There's one piece of fact on which Mitt Romney has built his ridiculous "Obama's war on women" tales: women have not done well in the recovery. (Never mind that you'd likely rather be on the losing side of a recovery than still stuck in recession.)
Contributing to women's economic struggles is the fact that women make up a higher proportion of the public sector workforce than of the private sector; on top of that, they have been disproportionately affected by public sector layoffs. But that's not all:
In the private sector, meanwhile, some growth is evident but out of sync with the losses: [From June 2009 to March 2012], women picked up 680,000 of the 2.9 million jobs added. Demand for traditionally female-dominated positions, such as secretaries and administrative assistants, remains weak.
It's not just jobs, though. As Huffington Post's Matt Sledge details, women are also disproportionately hurt by many "austerity" measures:
Women, for example, make up two-thirds of the adult recipients of Medicaid. They are also the primary providers -- and primary recipients -- of child care assistance, which is generally supported through a mix of federal and state funds.

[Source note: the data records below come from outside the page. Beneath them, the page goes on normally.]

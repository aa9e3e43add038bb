use tracing::info;

use crate::midi::model::{MidiMessage, MidiSendFailed, MidiSender};

/// Dry-run sender: logs instead of touching hardware.
pub struct JustLog;

impl MidiSender for JustLog {
    fn send(&self, msg: &MidiMessage) -> Result<(), MidiSendFailed> {
        info!(bytes = ?msg.as_bytes(), "Dry run, not sent.");
        Ok(())
    }

    fn has_outputs(&self) -> bool {
        true
    }
}

#[cfg(test)]
pub use recording::Recording;
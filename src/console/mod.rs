use std::path::PathBuf;
use std::str::FromStr;
use std::sync::Arc;
use tokio::io::{AsyncBufReadExt, BufReader};
use tracing::{debug, warn};

use crate::midi::registry::model::{Behavior, PaletteColor, UnknownName};
use crate::mirror::PadMirror;

/// One line typed by the operator.
#[derive(Debug, PartialEq, Eq)]
pub enum ConsoleCommand {
    Assign {
        note: u8,
        color: PaletteColor,
        behavior: Option<Behavior>,
    },
    Unassign(u8),
    /// Grid pad click with the current selection.
    Click(u8),
    /// Round button click.
    Aux(u8),
    Color(PaletteColor),
    Behavior(Behavior),
    Clear,
    Reset,
    Save {
        path: PathBuf,
        name: Option<String>,
    },
    Load(PathBuf),
    Debug,
    Quit,
}

#[derive(Debug, PartialEq, Eq, thiserror::Error)]
pub enum ConsoleParseError {
    #[error("Empty command.")]
    Empty,
    #[error("Unknown command {0:?}. Try: assign, unassign, click, aux, color, behavior, clear, reset, save, load, debug, quit.")]
    UnknownCommand(String),
    #[error("Missing {0}.")]
    MissingArgument(&'static str),
    #[error("{0:?} is not a MIDI note (0-127).")]
    BadNote(String),
    #[error(transparent)]
    UnknownName(#[from] UnknownName),
}

fn parse_note(word: Option<&str>) -> Result<u8, ConsoleParseError> {
    let word = word.ok_or(ConsoleParseError::MissingArgument("note"))?;
    word.parse::<u8>()
        .ok()
        .filter(|note| *note <= 127)
        .ok_or_else(|| ConsoleParseError::BadNote(word.to_string()))
}

impl FromStr for ConsoleCommand {
    type Err = ConsoleParseError;

    fn from_str(line: &str) -> Result<Self, Self::Err> {
        let mut words = line.split_whitespace();
        let command = words.next().ok_or(ConsoleParseError::Empty)?;

        let parsed = match command.to_ascii_lowercase().as_str() {
            "assign" => {
                let note = parse_note(words.next())?;
                let color = words
                    .next()
                    .ok_or(ConsoleParseError::MissingArgument("color"))?
                    .parse::<PaletteColor>()?;
                let behavior = words.next().map(str::parse::<Behavior>).transpose()?;
                ConsoleCommand::Assign {
                    note,
                    color,
                    behavior,
                }
            }
            "unassign" => ConsoleCommand::Unassign(parse_note(words.next())?),
            "click" => ConsoleCommand::Click(parse_note(words.next())?),
            "aux" => ConsoleCommand::Aux(parse_note(words.next())?),
            "color" => ConsoleCommand::Color(
                words
                    .next()
                    .ok_or(ConsoleParseError::MissingArgument("color"))?
                    .parse::<PaletteColor>()?,
            ),
            "behavior" => ConsoleCommand::Behavior(
                words
                    .next()
                    .ok_or(ConsoleParseError::MissingArgument("behavior"))?
                    .parse::<Behavior>()?,
            ),
            "clear" => ConsoleCommand::Clear,
            "reset" => ConsoleCommand::Reset,
            "save" => {
                let path = words
                    .next()
                    .ok_or(ConsoleParseError::MissingArgument("file"))?;
                let name: Vec<&str> = words.by_ref().collect();
                ConsoleCommand::Save {
                    path: PathBuf::from(path),
                    name: (!name.is_empty()).then(|| name.join(" ")),
                }
            }
            "load" => ConsoleCommand::Load(PathBuf::from(
                words
                    .next()
                    .ok_or(ConsoleParseError::MissingArgument("file"))?,
            )),
            "debug" => ConsoleCommand::Debug,
            "quit" | "exit" => ConsoleCommand::Quit,
            other => return Err(ConsoleParseError::UnknownCommand(other.to_string())),
        };
        Ok(parsed)
    }
}

pub enum Flow {
    Continue,
    Quit,
}

pub async fn execute(mirror: &PadMirror, command: ConsoleCommand) -> Flow {
    match command {
        ConsoleCommand::Assign {
            note,
            color,
            behavior,
        } => {
            let behavior = behavior.unwrap_or(mirror.selection().behavior);
            if !mirror.assign(note, color, behavior) {
                println!("Note {note} is not on the controller.");
            }
        }
        ConsoleCommand::Unassign(note) => mirror.unassign(note),
        ConsoleCommand::Click(note) => {
            if !mirror.click_pad(note) {
                println!("Note {note} is not on the controller.");
            }
        }
        ConsoleCommand::Aux(note) => {
            if !mirror.click_button(note) {
                println!("Note {note} is not a track or scene button.");
            }
        }
        ConsoleCommand::Color(color) => mirror.select_color(color),
        ConsoleCommand::Behavior(behavior) => mirror.select_behavior(behavior),
        ConsoleCommand::Clear => mirror.clear_grid().await,
        ConsoleCommand::Reset => mirror.reset_all().await,
        ConsoleCommand::Save { path, name } => {
            let name = name.unwrap_or_else(|| path.display().to_string());
            match mirror.save_snapshot(&path, &name).await {
                Ok(()) => println!("Saved {name:?} to {}.", path.display()),
                Err(e) => println!("Saving failed: {e}"),
            }
        }
        ConsoleCommand::Load(path) => match mirror.load_snapshot(&path).await {
            Ok(name) => println!("Loaded {name:?}."),
            Err(e) => println!("Loading failed, nothing changed: {e}"),
        },
        ConsoleCommand::Debug => println!("{}", mirror.debug_report()),
        ConsoleCommand::Quit => return Flow::Quit,
    }
    Flow::Continue
}

/// Reads commands from stdin until `quit` or end of input.
pub async fn run(mirror: Arc<PadMirror>) -> anyhow::Result<()> {
    let mut lines = BufReader::new(tokio::io::stdin()).lines();
    while let Some(line) = lines.next_line().await? {
        if line.trim().is_empty() {
            continue;
        }
        match line.parse::<ConsoleCommand>() {
            Ok(command) => {
                debug!(?command, "Console command.");
                if let Flow::Quit = execute(&mirror, command).await {
                    break;
                }
            }
            Err(e) => {
                warn!("{e}");
                println!("{e}");
            }
        }
    }
    Ok(())
}

#[cfg(test)]
mod tests {
    use super::*;
    use crate::midi::controller::stubs::Recording;
    use crate::mirror::Config;
    use crate::snapshot::InMemory;

    #[test]
    fn parses_assign_with_and_without_behavior() {
        assert_eq!(
            "assign 5 green toggle".parse(),
            Ok(ConsoleCommand::Assign {
                note: 5,
                color: PaletteColor::Green,
                behavior: Some(Behavior::Toggle)
            })
        );
        assert_eq!(
            "ASSIGN 100 red".parse(),
            Ok(ConsoleCommand::Assign {
                note: 100,
                color: PaletteColor::Red,
                behavior: None
            })
        );
    }

    #[test]
    fn parses_save_with_multi_word_name() {
        assert_eq!(
            "save set.json Friday night".parse(),
            Ok(ConsoleCommand::Save {
                path: PathBuf::from("set.json"),
                name: Some("Friday night".to_string())
            })
        );
        assert_eq!(
            "save set.json".parse(),
            Ok(ConsoleCommand::Save {
                path: PathBuf::from("set.json"),
                name: None
            })
        );
    }

    #[test]
    fn reports_bad_input() {
        assert_eq!("".parse::<ConsoleCommand>(), Err(ConsoleParseError::Empty));
        assert_eq!(
            "assign".parse::<ConsoleCommand>(),
            Err(ConsoleParseError::MissingArgument("note"))
        );
        assert_eq!(
            "unassign 128".parse::<ConsoleCommand>(),
            Err(ConsoleParseError::BadNote("128".to_string()))
        );
        assert!(matches!(
            "assign 3 teal".parse::<ConsoleCommand>(),
            Err(ConsoleParseError::UnknownName(_))
        ));
        assert!(matches!(
            "dance".parse::<ConsoleCommand>(),
            Err(ConsoleParseError::UnknownCommand(_))
        ));
    }

    #[tokio::test(start_paused = true)]
    async fn executes_against_the_mirror() {
        let mirror = PadMirror::new(
            Arc::new(Recording::new()),
            Arc::new(InMemory::default()),
            Config::default(),
        );

        execute(&mirror, "behavior solid".parse().unwrap()).await;
        execute(&mirror, "assign 9 blue".parse().unwrap()).await;
        let assignment = mirror.assignment(9).unwrap();
        assert_eq!(assignment.behavior, Behavior::Solid);

        execute(&mirror, "unassign 9".parse().unwrap()).await;
        assert!(mirror.assignment(9).is_none());
        assert!(matches!(
            execute(&mirror, ConsoleCommand::Quit).await,
            Flow::Quit
        ));
    }
}
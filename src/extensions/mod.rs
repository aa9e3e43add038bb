pub mod mutex;
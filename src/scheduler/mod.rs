use std::collections::HashMap;
use std::sync::atomic::{AtomicU64, Ordering};
use std::sync::{Arc, Mutex};
use std::time::Duration;
use tokio::time::sleep;
use tracing::trace;

use crate::extensions::mutex::MutexExt;
use crate::midi::registry::model::PaletteColor;
use crate::pads::LedCommand;
use crate::queue::OutboundQueue;

/// Note to the token of the loop currently allowed to drive it.
type ActiveBlinks = Arc<Mutex<HashMap<u8, u64>>>;

/// Software blinking: one task per note, alternating on and off through
/// the outbound queue every half period.
///
/// Loops cancel themselves: before each transition they check that their
/// token is still the active one for the note.
#[derive(Clone)]
pub struct BlinkScheduler {
    active: ActiveBlinks,
    next_token: Arc<AtomicU64>,
    queue: OutboundQueue,
    half_period: Duration,
}

impl BlinkScheduler {
    pub fn new(queue: OutboundQueue, half_period: Duration) -> BlinkScheduler {
        BlinkScheduler {
            active: Arc::new(Mutex::new(HashMap::new())),
            next_token: Arc::new(AtomicU64::new(0)),
            queue,
            half_period,
        }
    }

    /// Returns false when the note was already blinking.
    pub fn start(&self, note: u8, color: PaletteColor) -> bool {
        let token = {
            let mut active = self.active.locked();
            if active.contains_key(&note) {
                return false;
            }
            let token = self.next_token.fetch_add(1, Ordering::Relaxed);
            active.insert(note, token);
            token
        };

        let scheduler = self.clone();
        let on = LedCommand::on(note, color);
        let off = LedCommand::off(note);
        tokio::spawn(async move {
            let mut lit = false;
            loop {
                lit = !lit;
                if !scheduler.transition(note, token, if lit { on } else { off }) {
                    break;
                }
                sleep(scheduler.half_period).await;
            }
            trace!(note, "Blink loop finished.");
        });
        true
    }

    // Membership check and enqueue happen under one lock, so a stop() can
    // never be followed by a late transition from the old loop.
    fn transition(&self, note: u8, token: u64, command: LedCommand) -> bool {
        let active = self.active.locked();
        if active.get(&note) != Some(&token) {
            return false;
        }
        self.queue.enqueue(command);
        true
    }

    /// Returns false when the note was not blinking.
    pub fn stop(&self, note: u8) -> bool {
        self.active.locked().remove(&note).is_some()
    }

    pub fn stop_all(&self) -> Vec<u8> {
        let mut stopped: Vec<u8> = self.active.locked().drain().map(|(note, _)| note).collect();
        stopped.sort_unstable();
        stopped
    }

    pub fn is_blinking(&self, note: u8) -> bool {
        self.active.locked().contains_key(&note)
    }

    pub fn blinking(&self) -> Vec<u8> {
        let mut notes: Vec<u8> = self.active.locked().keys().copied().collect();
        notes.sort_unstable();
        notes
    }
}

#[cfg(test)]
mod tests {
    use super::*;
    use crate::midi::controller::stubs::Recording;
    use crate::queue;

    const HALF: Duration = Duration::from_millis(500);

    fn scheduler() -> (Arc<Recording>, OutboundQueue, BlinkScheduler) {
        let recording = Arc::new(Recording::new());
        let queue = OutboundQueue::new(
            recording.clone(),
            queue::Config {
                burst_count: 1,
                ..queue::Config::default()
            },
        );
        let blinks = BlinkScheduler::new(queue.clone(), HALF);
        (recording, queue, blinks)
    }

    #[tokio::test(start_paused = true)]
    async fn alternates_until_stopped() {
        let (recording, queue, blinks) = scheduler();

        assert!(blinks.start(9, PaletteColor::Orange));
        sleep(HALF * 3 + Duration::from_millis(100)).await;
        assert!(blinks.stop(9));
        sleep(HALF * 4).await;
        queue.wait_idle().await;

        assert_eq!(
            recording.sent(),
            vec![[0x95, 9, 9], [0x95, 9, 0], [0x95, 9, 9], [0x95, 9, 0]]
        );
        assert!(!blinks.is_blinking(9));
    }

    #[tokio::test(start_paused = true)]
    async fn second_start_is_ignored() {
        let (recording, queue, blinks) = scheduler();

        assert!(blinks.start(9, PaletteColor::Orange));
        assert!(!blinks.start(9, PaletteColor::Blue));
        sleep(HALF + Duration::from_millis(100)).await;
        blinks.stop_all();
        queue.wait_idle().await;

        assert_eq!(recording.sent(), vec![[0x95, 9, 9], [0x95, 9, 0]]);
    }

    #[tokio::test(start_paused = true)]
    async fn restart_does_not_double_the_loop() {
        let (recording, queue, blinks) = scheduler();

        blinks.start(9, PaletteColor::Orange);
        sleep(HALF / 2).await;
        blinks.stop(9);
        blinks.start(9, PaletteColor::Orange);
        sleep(HALF * 2 + Duration::from_millis(100)).await;
        blinks.stop(9);
        queue.wait_idle().await;

        // Old loop: on at 0. New loop: on at 250, off at 750, on at 1250.
        assert_eq!(
            recording.sent(),
            vec![[0x95, 9, 9], [0x95, 9, 9], [0x95, 9, 0], [0x95, 9, 9]]
        );
    }

    #[tokio::test(start_paused = true)]
    async fn auxiliary_buttons_blink_in_forced_color() {
        let (recording, queue, blinks) = scheduler();

        blinks.start(112, PaletteColor::Pink);
        assert_eq!(blinks.blinking(), vec![112]);
        sleep(Duration::from_millis(100)).await;
        blinks.stop(112);
        queue.wait_idle().await;

        assert_eq!(recording.sent(), vec![[0x90, 112, 21]]);
    }
}
//! Errors from the vector store and embedding backends.

use studio_core::error::{ErrorKind, StudioError};

#[derive(Debug, thiserror::Error)]
pub enum RagError {
    #[error("Collection '{0}' not found")]
    CollectionNotFound(String),

    #[error("Collection '{0}' already exists")]
    CollectionExists(String),

    #[error("Invalid request: {0}")]
    InvalidRequest(String),

    #[error("Vector store unreachable: {0}")]
    Connection(String),

    #[error("Vector store returned HTTP {status}: {body}")]
    Store { status: u16, body: String },

    #[error("Vector store request timed out after {0}s")]
    Timeout(u64),

    #[error("Embedding failed: {0}")]
    Embedding(String),

    #[error("Malformed vector store response: {0}")]
    Decode(String),
}

impl RagError {
    pub(crate) fn from_reqwest(e: reqwest::Error, timeout_secs: u64) -> Self {
        if e.is_timeout() {
            Self::Timeout(timeout_secs)
        } else if e.is_connect() {
            Self::Connection(e.to_string())
        } else if e.is_decode() {
            Self::Decode(e.to_string())
        } else {
            Self::Connection(e.to_string())
        }
    }
}

impl From<RagError> for StudioError {
    fn from(e: RagError) -> Self {
        let kind = match &e {
            RagError::CollectionNotFound(_) => ErrorKind::NotFound,
            RagError::CollectionExists(_) => ErrorKind::AlreadyExists,
            RagError::InvalidRequest(_) => ErrorKind::InvalidRequest,
            RagError::Timeout(_) => ErrorKind::Timeout,
            RagError::Connection(_)
            | RagError::Store { .. }
            | RagError::Embedding(_)
            | RagError::Decode(_) => ErrorKind::Upstream,
        };
        StudioError::new(kind, e.to_string())
    }
}
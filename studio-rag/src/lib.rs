//! # Studio RAG
//!
//! Retrieval and the grounding gate. Documents are chunked, embedded and
//! stored through the [`VectorGateway`]; a question is answered only when
//! retrieval finds close enough context and the model's reply survives the
//! [`ResponseValidator`]. Anything else becomes a standard refusal.

pub mod api;
pub mod chroma;
pub mod chunking;
pub mod corpus;
pub mod embeddings;
pub mod error;
pub mod gateway;
pub mod pipeline;
pub mod refusal;
pub mod retrieval;
pub mod validator;
pub mod vector;

pub use chroma::ChromaIndex;
pub use chunking::{ChunkStrategy, DocumentChunk, chunk_document, chunk_text};
pub use embeddings::{Embedder, EmbedderRegistry, LocalEmbedder, OllamaEmbedder, ZeroEmbedder, cosine_similarity};
pub use error::RagError;
pub use gateway::{GatewaySettings, IngestReport, MAX_BATCH, QueryOptions, VectorGateway};
pub use pipeline::{AnswerGenerator, AnswerRequest, GroundedAnswer, RagPipeline};
pub use refusal::{is_refusal, refusal_message};
pub use retrieval::{ConfidenceLevel, RetrievalResult, RetrievedDocument, apply_threshold, classify};
pub use validator::{FactMarker, RejectReason, ResponseValidator, Validation};
pub use vector::{CollectionInfo, InMemoryIndex, Metadata, Neighbor, VectorIndex, VectorRecord};
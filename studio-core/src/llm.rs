//! The narrow chat-generation interface.
//!
//! A backend turns a [`ChatRequest`] into a stream of raw SSE payloads (the
//! text after `data: `, excluding the terminal `[DONE]`). The production
//! adapter speaks HTTP to a model container; [`ScriptedBackend`] replays a
//! fixed script for tests.

use crate::error::{ErrorKind, StudioError};
use async_trait::async_trait;
use futures::stream::BoxStream;
use serde::{Deserialize, Serialize};
use std::sync::Arc;
use std::sync::Mutex;
use std::sync::atomic::{AtomicBool, Ordering};
use std::time::Duration;

/// Stream of raw upstream payloads, in arrival order.
pub type ChunkStream = BoxStream<'static, Result<String, LlmError>>;

/// A chat message.
#[derive(Debug, Clone, PartialEq, Eq, Serialize, Deserialize)]
pub struct ChatMessage {
    pub role: String,
    pub content: String,
}

impl ChatMessage {
    pub fn system(content: impl Into<String>) -> Self {
        Self {
            role: "system".into(),
            content: content.into(),
        }
    }

    pub fn user(content: impl Into<String>) -> Self {
        Self {
            role: "user".into(),
            content: content.into(),
        }
    }

    pub fn assistant(content: impl Into<String>) -> Self {
        Self {
            role: "assistant".into(),
            content: content.into(),
        }
    }
}

/// Sampling parameters forwarded upstream.
#[derive(Debug, Clone, Copy, PartialEq, Serialize, Deserialize)]
pub struct Sampling {
    pub temperature: f32,
    pub top_k: u32,
    pub top_p: f32,
    pub max_tokens: u32,
}

/// One generation request.
#[derive(Debug, Clone, PartialEq, Serialize, Deserialize)]
pub struct ChatRequest {
    pub model: String,
    pub messages: Vec<ChatMessage>,
    #[serde(default, skip_serializing_if = "Vec::is_empty")]
    pub tools: Vec<serde_json::Value>,
    pub sampling: Sampling,
}

/// Errors from a chat backend.
#[derive(Debug, Clone, PartialEq, Eq, thiserror::Error)]
pub enum LlmError {
    #[error("Connection to {target} failed: {message}")]
    Connection { target: String, message: String },

    #[error("Upstream returned HTTP {status}: {body}")]
    Http { status: u16, body: String },

    #[error("{stage} timed out after {timeout_secs}s")]
    Timeout { stage: String, timeout_secs: u64 },

    #[error("Streaming error: {message}")]
    Streaming { message: String },

    #[error("Invalid request: {message}")]
    InvalidRequest { message: String },
}

impl From<LlmError> for StudioError {
    fn from(e: LlmError) -> Self {
        let kind = match &e {
            LlmError::Connection { .. } | LlmError::Http { .. } | LlmError::Streaming { .. } => {
                ErrorKind::Upstream
            }
            LlmError::Timeout { .. } => ErrorKind::Timeout,
            LlmError::InvalidRequest { .. } => ErrorKind::InvalidRequest,
        };
        StudioError::new(kind, e.to_string())
    }
}

/// Something that can generate a chat completion as a stream.
#[async_trait]
pub trait ChatBackend: Send + Sync {
    /// Start a generation. Errors before the first byte are returned here;
    /// later failures arrive as stream items.
    async fn generate(&self, request: ChatRequest) -> Result<ChunkStream, LlmError>;

    /// Human-readable backend name for logs.
    fn name(&self) -> &str;
}

/// Build an OpenAI-style streaming chunk payload.
pub fn completion_chunk(content: &str, usage: Option<(u64, u64)>) -> String {
    let mut chunk = serde_json::json!({
        "object": "chat.completion.chunk",
        "choices": [{"index": 0, "delta": {"content": content}}],
    });
    if let Some((prompt, completion)) = usage {
        chunk["usage"] = serde_json::json!({
            "prompt_tokens": prompt,
            "completion_tokens": completion,
            "total_tokens": prompt + completion,
        });
    }
    chunk.to_string()
}

/// One step of a scripted stream.
#[derive(Debug, Clone)]
pub struct ScriptStep {
    /// Delay before this step, measured from the previous one.
    pub delay: Duration,
    pub item: Result<String, LlmError>,
}

/// Test backend that replays a fixed script.
///
/// Every call to `generate` replays the same script. Requests are recorded so
/// tests can assert on what was sent. With [`ScriptedBackend::hang_after`] the
/// stream stays open after the script ends; [`ScriptedBackend::was_cancelled`]
/// reports whether a consumer dropped the stream before it completed.
#[derive(Debug, Clone, Default)]
pub struct ScriptedBackend {
    steps: Vec<ScriptStep>,
    hang: bool,
    fail_start: Option<LlmError>,
    requests: Arc<Mutex<Vec<ChatRequest>>>,
    cancelled: Arc<AtomicBool>,
}

impl ScriptedBackend {
    pub fn new(steps: Vec<ScriptStep>) -> Self {
        Self {
            steps,
            ..Default::default()
        }
    }

    /// A backend that streams `text` word by word with running usage counts.
    pub fn reply(text: &str, prompt_tokens: u64) -> Self {
        let words: Vec<&str> = text.split_inclusive(' ').collect();
        let steps = words
            .iter()
            .enumerate()
            .map(|(i, word)| ScriptStep {
                delay: Duration::ZERO,
                item: Ok(completion_chunk(word, Some((prompt_tokens, i as u64 + 1)))),
            })
            .collect();
        Self::new(steps)
    }

    /// A backend whose `generate` call fails immediately.
    pub fn failing(error: LlmError) -> Self {
        Self {
            fail_start: Some(error),
            ..Default::default()
        }
    }

    /// Keep the stream open after the last step.
    pub fn hang_after(mut self) -> Self {
        self.hang = true;
        self
    }

    /// Requests received so far.
    pub fn requests(&self) -> Vec<ChatRequest> {
        self.requests
            .lock()
            .map(|r| r.clone())
            .unwrap_or_default()
    }

    /// Whether a stream was dropped before it finished.
    pub fn was_cancelled(&self) -> bool {
        self.cancelled.load(Ordering::SeqCst)
    }
}

/// Flags cancellation unless disarmed.
struct CancelFlag {
    flag: Arc<AtomicBool>,
    armed: bool,
}

impl Drop for CancelFlag {
    fn drop(&mut self) {
        if self.armed {
            self.flag.store(true, Ordering::SeqCst);
        }
    }
}

#[async_trait]
impl ChatBackend for ScriptedBackend {
    async fn generate(&self, request: ChatRequest) -> Result<ChunkStream, LlmError> {
        if let Ok(mut requests) = self.requests.lock() {
            requests.push(request);
        }
        if let Some(e) = &self.fail_start {
            return Err(e.clone());
        }

        let steps = self.steps.clone();
        let hang = self.hang;
        let mut guard = CancelFlag {
            flag: self.cancelled.clone(),
            armed: true,
        };
        let stream = async_stream::stream! {
            for step in steps {
                if !step.delay.is_zero() {
                    tokio::time::sleep(step.delay).await;
                }
                yield step.item;
            }
            if hang {
                futures::future::pending::<()>().await;
            }
            guard.armed = false;
        };
        Ok(Box::pin(stream))
    }

    fn name(&self) -> &str {
        "scripted"
    }
}
//! # Studio Inference
//!
//! The streaming inference proxy. A chat request names a deployment; the
//! proxy resolves it to the container's chat route, forwards the request with
//! sampling and usage options it controls, and relays the SSE response frame
//! by frame while timing token arrivals. One synthetic metrics frame precedes
//! the terminal `[DONE]`.

pub mod api;
pub mod backend;
pub mod chunk;
pub mod metrics;
pub mod proxy;
pub mod service;

pub use backend::{HttpChatBackend, http_client};
pub use chunk::{ParsedChunk, Usage, collect_text, parse_chunk};
pub use metrics::{MetricsTracker, StreamMetrics};
pub use proxy::{ProxySettings, error_frame, proxy_stream};
pub use service::{
    BackendFactory, EndpointResolver, HttpBackendFactory, InferenceRequest, InferenceService,
    SamplingPolicy, upstream_url,
};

But many states have recently cut child care support and Medicaid funding to balance their budgets.
Those cuts, of course, have been led by Romney's party, as has congressional resistance to legislation that would improve the economy and create jobs. And that was the Republican strategy from the moment Obama was inaugurated: keep the economy lousy in order to run against his failure to fix it. The fact that Romney is forced to talk specifically about women is a result not just of the backlash against the Republican war on women but of the economic recovery (however inadequate) that Republicans tried to prevent.